One big disclaimer that I want to make clear.  While I am on the TensorFlow team, my intention is not to be defensive or attack the article. My intent is to present what I know and to provide information that may help you or others make your TensorFlow code faster.

I recently submitted Pull Requests to the Hong Kong University that were not used in this test, I fixed everything but LSTM and will fix that one soon. I suspect there is more work I could do on the ResNet example but if you run it yourself, TensorFlow is now very close to everyone and faster than one or more platforms.   Some things that were missing that created the gap you are seeing.
  • The benchmark was not using NCHW for GPU, this makes a big difference and is in the performance guide
  • They did not have the input pipeline placed on the CPU
  • They were not using Fused Batchnorm for ResNet
  • They were doing transformations of the data in TensorFlow but not in the other platforms.  This made a difference on FCN5 and Alexnet due to their very low step time.  
  • For Multi-GPU we made the most gains as they were always placing the variables on the CPU.  Their setup with K80s are not peered but for something like Alexnet and FCN5 placing the shared variables on GPU is likely the best option even without peering but it is hard to replicate their setup to know for sure.
  • For the LSTM, it looks like the TensorFlow code they are using is not calling cuDNN.  Possibly our bad for the old example.  That issue looks to be the same for Torch and I would guess MXNet as well.  I say that because in my personal testing it is rare that any of the platforms are actually 5x faster or slower on a single GPU and claiming that is something I personally would not do but I am not in marketing.  If that gap exists (more than let's say 5-10%) on a known model, there is usually a bug in the code or in the platform that is easy to fix.
For me personally, rewriting their benchmark code provided insight into how we can provide better examples for the community and improve our Performance Guide (which I followed to improve their benchmark code with very little previous TensorFlow experience). 

We are very close to releasing new clean examples that make it much easier to write model code that performs well along with a lot of other nice conveniences provided by Estimator.  Also with TF 1.2 we have added DataSets, which is in tf.contrib.data, and it will move to core very soon.  DataSets makes it easier to write input pipelines (I am a big fan already) and it provides a signifiant performance boost that is noticed mostly in multi-gpu and situations with very low step times, e.g. 30ms or less but that is kind of an off the cuff number).  
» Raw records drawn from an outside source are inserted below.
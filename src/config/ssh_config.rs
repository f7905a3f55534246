//! SSH client config parsing and alias resolution into a `HopChain`.
//!
//! Parses `~/.ssh/config`-shaped files: `Host`, `HostName`, `User`, `Port`,
//! `IdentityFile`, `ProxyJump`, `StrictHostKeyChecking`, `Ciphers`, `MACs`,
//! `HostKeyAlgorithms`, `KexAlgorithms`, `GlobalKnownHostsFile`,
//! `UserKnownHostsFile`. `LocalForward`/`RemoteForward`/`DynamicForward` are
//! read as hints only; tunnels are opened explicitly via the control plane,
//! not auto-started from the config file.

use std::collections::HashMap;
use std::path::PathBuf;
use std::sync::Arc;
use std::time::Duration;

use tokio::fs;
use tracing::warn;

use crate::config::tokens::{self, Bindings, HOSTNAME_TOKENS, IDENTITY_FILE_TOKENS, PROXY_JUMP_TOKENS};
use crate::error::ManagerError;
use crate::model::{Hop, HopChain, JumpSpec, MAX_JUMP_DEPTH};
use crate::ssh::known_hosts::{HostKeyVerifier, KnownHostsStore};

const DEFAULT_DIAL_TIMEOUT: Duration = Duration::from_secs(10);

/// One `Host` block as written in the config file, before substitution.
#[derive(Debug, Clone, Default)]
pub struct SshConfigHost {
    pub alias: String,
    pub hostname: Option<String>,
    pub user: Option<String>,
    pub port: Option<u16>,
    pub identity_file: Vec<String>,
    pub proxy_jump: Option<String>,
    pub strict_host_key_checking: Option<String>,
    pub ciphers: Option<String>,
    pub macs: Option<String>,
    pub host_key_algorithms: Option<String>,
    pub kex_algorithms: Option<String>,
    pub global_known_hosts_file: Vec<String>,
    pub user_known_hosts_file: Vec<String>,
    pub other: HashMap<String, String>,
}

impl SshConfigHost {
    fn is_wildcard(&self) -> bool {
        self.alias.contains('*') || self.alias.contains('?')
    }
}

#[derive(Debug, thiserror::Error)]
pub enum SshConfigError {
    #[error("failed to determine home directory")]
    NoHomeDir,
    #[error("io error: {0}")]
    Io(#[from] std::io::Error),
}

pub fn default_ssh_config_path() -> Result<PathBuf, SshConfigError> {
    dirs::home_dir()
        .map(|home| home.join(".ssh").join("config"))
        .ok_or(SshConfigError::NoHomeDir)
}

pub async fn parse_ssh_config(path: Option<PathBuf>) -> Result<Vec<SshConfigHost>, SshConfigError> {
    let path = match path {
        Some(p) => p,
        None => default_ssh_config_path()?,
    };

    let content = match fs::read_to_string(&path).await {
        Ok(c) => c,
        Err(e) if e.kind() == std::io::ErrorKind::NotFound => return Ok(Vec::new()),
        Err(e) => return Err(SshConfigError::Io(e)),
    };

    Ok(parse_ssh_config_content(&content))
}

pub fn parse_ssh_config_content(content: &str) -> Vec<SshConfigHost> {
    let mut hosts = Vec::new();
    let mut current: Option<SshConfigHost> = None;

    for line in content.lines() {
        let line = line.trim();
        if line.is_empty() || line.starts_with('#') {
            continue;
        }

        let (key, value) = if let Some(eq) = line.find('=') {
            (line[..eq].trim(), line[eq + 1..].trim())
        } else {
            match line.splitn(2, char::is_whitespace).collect::<Vec<_>>()[..] {
                [k, v] => (k, v.trim()),
                _ => continue,
            }
        };

        let key_lower = key.to_lowercase();

        if key_lower == "host" {
            if let Some(host) = current.take() {
                if !host.is_wildcard() {
                    hosts.push(host);
                }
            }
            for alias in value.split_whitespace() {
                if !alias.contains('*') && !alias.contains('?') {
                    current = Some(SshConfigHost {
                        alias: alias.to_string(),
                        ..Default::default()
                    });
                    break;
                }
            }
            continue;
        }

        let Some(host) = current.as_mut() else { continue };

        match key_lower.as_str() {
            "hostname" => host.hostname = Some(value.to_string()),
            "user" => host.user = Some(value.to_string()),
            "port" => host.port = value.parse().ok(),
            "identityfile" => host.identity_file.push(value.to_string()),
            "proxyjump" => {
                if !value.eq_ignore_ascii_case("none") {
                    host.proxy_jump = Some(value.to_string());
                }
            }
            "stricthostkeychecking" => host.strict_host_key_checking = Some(value.to_string()),
            "ciphers" => host.ciphers = Some(value.to_string()),
            "macs" => host.macs = Some(value.to_string()),
            "hostkeyalgorithms" => host.host_key_algorithms = Some(value.to_string()),
            "kexalgorithms" => host.kex_algorithms = Some(value.to_string()),
            "globalknownhostsfile" => host
                .global_known_hosts_file
                .extend(value.split_whitespace().map(str::to_string)),
            "userknownhostsfile" => host
                .user_known_hosts_file
                .extend(value.split_whitespace().map(str::to_string)),
            _ => {
                host.other.insert(key_lower, value.to_string());
            }
        }
    }

    if let Some(host) = current {
        if !host.is_wildcard() {
            hosts.push(host);
        }
    }

    hosts
}
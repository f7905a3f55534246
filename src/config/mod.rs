//! SSH config resolution and `~`/`%`-token substitution (§4.A, §4.B).

pub mod ssh_config;
pub mod tokens;

pub use ssh_config::{
    attach_signers, default_ssh_config_path, parse_ssh_config, parse_ssh_config_content,
    resolve_chain, resolve_tunnel_chain, SshConfigError, SshConfigHost,
};
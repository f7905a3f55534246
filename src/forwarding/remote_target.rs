//! What a terminal hop's forwarded-tcpip channels should be routed to.
//!
//! Set on the `HandleController` once the forwarding engine has requested a
//! remote listener (§4.E "remote"/"socks-remote"), and read back by
//! `ClientHandler::server_channel_open_forwarded_tcpip` for every incoming
//! channel on that session. `None` means the session never asked for a
//! remote forward; any forwarded-tcpip channel that arrives anyway is
//! rejected rather than silently dropped on the floor.

use std::sync::Arc;

use tokio::sync::broadcast;

use crate::forwarding::pump::TunnelStats;
use crate::model::Endpoint;

#[derive(Clone)]
pub enum RemoteTarget {
    /// `remote` mode: every forwarded channel is bridged to the same local
    /// endpoint.
    Fixed {
        endpoint: Endpoint,
        stats: Arc<TunnelStats>,
        shutdown: broadcast::Sender<()>,
    },
    /// `socks-remote` mode: this process negotiates SOCKS5 on the channel
    /// itself and dials whatever the remote party asked for.
    Socks {
        stats: Arc<TunnelStats>,
        shutdown: broadcast::Sender<()>,
    },
}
If I have time and when the Hong Kong team accepts my Pull Requests, I may post results using TF 1.2.  The reason I hesitate is that it is very hard to replicate their exact environment (the K80 peering and having the exact same CPU.  AWS has perfect peering and GCE has a different setup and neither has the exact same CPU as the benchmark) and I have zero desire to deceive even if on accident.

Toby

p.s. If you try to replicate their results on a GTX 1080 or K80 you need to get your clocks correct.  They used 562mhz for the K80 and 1.7xxGhz (whatever the stock clock is) for the GTX 1080.  My GTX 1080 is overclocked and the extra 100-200Mhz will throw off the results.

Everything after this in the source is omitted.